Wir treffen uns um 07:00 Uhr am Luise-Kisselbach-Platz. Noch herrscht wenig Verkehr und so können wir nach einiger Materialsortiererei bereits um 08:30 Uhr vom Parkplatz am Eibsee abmarschieren. Wir folgen einer flotten Gruppe über die Riffel-Skipiste recht steil hinauf, bis wir nach einer guten Stunde die Station Riffelriss erreichen, wo eine Ladung Touristen gerade Selfies mit Eibsee aufnimmt. Der weitere Weg bis zum Einstieg dauert noch einmal gute 50 Minuten und ist recht leicht zu finden. An der zu überquerenden Rippe sollte man nicht zu hoch aufsteigen. Am besten lässt sie sich auf etwa halber Höhe überschreiten.
Ich fühle mich nach mehreren Nächten mit wenig Schlaf äußerst schlecht und überlege während des Zustiegs bereits, ob wir überhaupt einsteigen sollen. Aber probieren kann man es ja einmal und nach trödeligem Aufrödeln startet Benjamin um Punkt 11:00 Uhr in die erste Seillänge. Mein Befinden bessert sich dann im Tagesverlauf und es läuft eigentlich ganz okay.
Die Felsqualität ist nicht durchgehend makellos, besonders die siebte Seillänge ist etwas brüchig. Auch sonst liegt einiger Schutt herum, so dass sich Steinschlag nicht immer sicher vermeiden lässt und beispielsweise auch schon beim Einholen des Seils ausgelöst werden kann. Es empfiehlt sich daher eher nicht, einzusteigen, wenn schon eine andere Seilschaft in der Tour unterwegs ist. Wir sind heute alleine. Das noch recht spärlich gefüllte Wandbuch lässt vermuten, dass die Tour ohnehin nicht allzu häufig beklettert wird.
1. SL, 30 m, 4+, Benjamin: Bis zum zweiten Haken ausgeprägte Bodensturzgefahr, aber nicht schwer.
2. SL, 40 m, 6+, Daniel: Leichtes Gelände mit zwei gutgriffigen Steilstufen. Trotz kalter Hände kein Problem. An der zweiten Stufe hängt sogar eine Schlinge herunter, um eine A0-Möglichkeit anzubieten.
3. SL, 35 m, 5+, Benjamin: Links in die Wasserrille, wo es überraschend leicht hoch geht.
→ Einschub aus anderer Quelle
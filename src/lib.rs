pub mod api;
pub mod browser;
pub mod chromium;
pub mod config;
pub mod engine;
pub mod extract;
pub mod notifications;
pub mod sites;
pub mod stealth;
pub mod visitors;
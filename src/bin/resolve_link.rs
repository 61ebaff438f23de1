//! Resolve a single short link from the command line.
//!
//! ```text
//! resolve_link https://shr2.link/89BVVVXW
//! resolve_link 89BVVVXW --site shr2link
//! ```

use std::process::ExitCode;
use std::sync::Arc;

use clap::Parser;
use dotenv::dotenv;
use tracing_subscriber::EnvFilter;

use gate_bypass::chromium::ChromeLauncher;
use gate_bypass::config::Config;
use gate_bypass::engine::Resolver;
use gate_bypass::sites;

#[derive(Parser, Debug)]
#[command(name = "resolve_link", about = "Resolve a gated short link to its target URL")]
struct Cli {
    /// Short link, or just its path when --site is given
    url: String,

    /// Site id; detected from the link host when omitted
    #[arg(long)]
    site: Option<String>,

    /// Show the browser window
    #[arg(long)]
    headful: bool,
}

#[tokio::main]
async fn main() -> ExitCode {
    dotenv().ok();
    tracing_subscriber::fmt()
        .with_env_filter(
            EnvFilter::try_from_default_env().unwrap_or_else(|_| EnvFilter::new("warn")),
        )
        .with_writer(std::io::stderr)
        .init();

    let cli = Cli::parse();

    let site = match cli.site.clone() {
        Some(site) => site,
        None => match sites::detect(&cli.url) {
            Some(site) => site.id.to_string(),
            None => {
                eprintln!("❌ Could not detect the site for {}; pass --site", cli.url);
                let ids: Vec<_> = sites::all().iter().map(|s| s.id).collect();
                eprintln!("   Supported: {}", ids.join(", "));
                return ExitCode::FAILURE;
            }
        },
    };

    let config = Config::from_env();
    let launcher = ChromeLauncher::new(
        config.chrome_path.clone(),
        config.headless && !cli.headful,
        config.resolver.idle_budget(),
    );
    let resolver = Resolver::new(Arc::new(launcher), config.resolver);

    match resolver.resolve(&site, &cli.url).await {
        Ok(link) => {
            println!("{}", link.url);
            ExitCode::SUCCESS
        }
        Err(e) => {
            eprintln!("❌ {}: {}", e.kind(), e);
            ExitCode::FAILURE
        }
    }
}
Oben wird eine steilere Stufe an einer Schuppe überwunden. Nett, aber noch immer nicht sehr anspruchsvoll.
4. SL, 40 m, 7-, Daniel: Eine Tropflochplatte. Schön und für mich auch schwieriger.
5. SL, 35 m, 7-, Daniel: Steile und gutgriffige Kletterei, etwas kraftig. Entspricht aber gut dem, was ein Hallenkletterer wie ich trainiert.
6. SL, 42 m, 5+, Benjamin: Ohne größere Schwierigkeiten bis zum Fuß der die Wand dominierenden Riesenplatte.
7. SL, 40 m, 5, Daniel: Nun sind wir zwar an der Riesenplatte angekommen, klettern aber zunächst in einer brüchigen Rinne, die den unteren Teil der Platte durchzieht. Kurz vor dem Erreichen des die Platte schräg von rechts unten nach links oben durchziehenden Bruchgrabens wird nach rechts in diese gewechselt. Dort findet sich auch noch ein Zwischenhaken.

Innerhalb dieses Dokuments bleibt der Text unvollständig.